ADALET CİMCOZ (1910-1970)
Adalet Cimcoz, en çok dikkat çeken portrelerden biri. Çok yönlülüğüyle öne çıkan Cimcoz, Türkiye’deki ilk özel sanat galerisi Maya’nın kurucusu. Beyoğlu Kallavi Sokak’ta açılan bu galerinin üst katı ise Yıldız Moran’ın hem fotoğraf çektiği hem de sergi salonu olarak kullandığı stüdyosuydu. Adalet Cimcoz; Brecht, Kafka, Brückner gibi yazarların kitaplarını Almanca’dan Türkçe’ye çevirdi; Türkan Şoray, Fatma Girik, Belgin Doruk, Filiz Akın gibi oyuncuları seslendirdi; Fitne Fücur isimli köşesinde dedikodu yazıları yazarken bir yandan Varlık ve Yeni Ufuklar gibi edebiyat dergilerinde edebiyat ve sanat eleştirileri yayınlandı. Yıldız Moran tam da bu çok yönlülüğü ve Cimcoz’un dikkat çeken renkli karakterini yakalamış objektifinde. Desenli elbisesini, büyük küpelerini ve elindeki sigarayı yüzündeki ifade tamamlıyor: Biraz şaşkın ve oldukça neşeli.
CEVAT ŞAKİR (1890-1973)
Halikarnas Balıkçısı olarak bilinen Cevat Şakir Kabaağaçlı ikonik şapkasını takmış, bakışlarını objektife değil, sağ omzu üzerinden bilmediğimiz bir hedefe yöneltmiş. Sanki ona söylenen bir şeyi anlamaya çalışıyormuş gibi bir ifade takınan yazarın bakışlarında bir belirsizlik de var. Moran’a poz verenler arasında belki de geçmişi en karmaşık olan Cevat Şakir’in bu fotoğrafı, yazarın Bodrum’da yaşadığı dönemde çekilmiş olmalı. Öncesinde farklı sebeplerle suçlanan ve hapis yatan Cevat Şakir, bu dönemde artık her şeyi geride bırakmış ve deniz temalı yazılar yazmaya odaklanmış. Eserlerinin büyük bir kısmını da Bodrum’da kaleme almış.
HALDUN DORMEN (1928- )
Haldun Dormen bu karede çok genç. Kariyerinin ilk adımlarını atan hevesli bir tiyatrocu edasıyla ciddi bir ifade takınmış. Bir eli belinde, diğeri dizinin üzerinde kendinden emin bir duruşu var. İlk zamanlar Muhsin Ertuğrul’un kurduğu Küçük Sahne’de oyunculuk yapan Dormen, kısa sürede oradan ayrılarak kendi tiyatrosunu kurmuş. Daha sonra tiyatroculuğun yanı sıra film yönetmenliği, sanat danışmanlığı ve gazetecilik de yapmış. Haldun Dormen imgesi günümüzde sıklıkla karşımıza çıkıyor fakat bu fotoğrafa ilk bakışta onu tanımak kolay olmayabilir.

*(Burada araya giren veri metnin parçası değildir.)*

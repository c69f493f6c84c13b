//! Narrow persistence boundary.
//!
//! The core needs three capabilities from the data layer: resolve users by
//! permission (plus the owner account), enumerate and remove push
//! subscriptions, and count requests inside a quota window. Everything else
//! about persistence belongs to the host.

mod memory;
mod sqlite;

pub use memory::{MemoryStore, StoredRequest};
pub use sqlite::SqliteStore;

use async_trait::async_trait;
use chrono::{DateTime, Utc};

use crate::error::Result;
use crate::models::{MediaType, PushSubscription, RequestStatus, User};
use crate::permissions::{PermissionCheck, Permissions};

/// Read access to user accounts.
#[async_trait]
pub trait UserStore: Send + Sync {
    /// The bootstrap owner account, used by the push agent for its sender
    /// identity.
    async fn owner(&self) -> Result<User>;

    /// Every user whose effective permissions satisfy `required`.
    async fn list_users_with_permission(
        &self,
        required: Permissions,
        check: PermissionCheck,
    ) -> Result<Vec<User>>;
}

/// Read/remove access to push subscriptions.
#[async_trait]
pub trait PushSubscriptionStore: Send + Sync {
    async fn list_for_user(&self, user_id: i64) -> Result<Vec<PushSubscription>>;

    /// Remove a subscription by id. Removing an already-gone subscription is
    /// not an error.
    async fn remove(&self, id: &str) -> Result<()>;
}

/// Request-count query capability for the quota engine.
///
/// For movies the unit is one request; for series the unit is one season row,
/// summed across every matching request.
#[async_trait]
pub trait RequestCounter: Send + Sync {
    async fn count_requests(
        &self,
        user_id: i64,
        media_type: MediaType,
        since: Option<DateTime<Utc>>,
        exclude_status: RequestStatus,
    ) -> Result<u64>;
}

MÜCAP OFLUOĞLU (1923-2012)
Mücap Ofluoğlu da başka işlerle uğraştıktan sonra kaçınılmaz bir şekilde kendini sanatın içinde bulanlardan. Maden mühendisliği eğitiminin ardından tiyatroculuğa merak salan Ofluoğlu da Haldun Dormen gibi Muhsin Ertuğrul ile çalışmış; bir yandan tiyatro oyunculuğu bir yandan da çeşitli filmler için seslendirme yapmış. Türkiye’de bir tiyatro oyunu sahneye koyan ilk kadın ve aynı zamanda Cevat Şakir’in yeğeni olan Şirin Devrim ile kısa bir evlilik yapan oyuncu, siyasi mizah gazetesi Marko Paşa’ya da yazılar yazmış. Tüm bu bağlantıları göz önüne aldığımızda Yıldız Moran’ın stüdyosuna yolunun düşmüş olması şaşırtıcı değil. Fotoğrafta çok düşünceli görünen tiyatrocu, uzaklara dalıp endişeli bir ifade takınmış.
EROL GÜNAYDIN (1933-2012)
Oyunculuk kariyeri Haldun Dormen’in cep tiyatrosunda başlayan Erol Günaydın, ilerleyen zamanlarda tiyatro oyunlarında yer almaya devam etmiş, doksana yakın film ve dizide rol almış ve seslendirmeler yapmış. Aynı zamanda meddahlık geleneğinin son temsilcilerinden olan Günaydın, bu fotoğrafta yirmili yaşlarda, umutla gülümsüyor.
PEYAMİ SAFA (1899-1961)
Yazar Peyami Safa sıkıntılı çocukluk ve gençlik yıllarından sonra öğretmenlik yapmaya başlamış. Daha sonra çeşitli gazetelerde Server Bedi müstear ismiyle hem köşe yazıları, hem de romanlar yayınlamış. Cumhuriyetin ilk yıllarında Doğu-Batı çatışmasını konu alan romanlarıyla tanınan Safa, Yıldız Moran’ın objektifine takılan isimler arasında en keyifli görünenlerden biri. Bu karede sol elinde tuttuğu sigarası, karakteristik kemik gözlükleri ve şık ceketiyle karşısında oturan kişiye keyifli bir hikaye anlatıyormuş gibi görünüyor.
ÖZDEMİR ASAF (1923-1981)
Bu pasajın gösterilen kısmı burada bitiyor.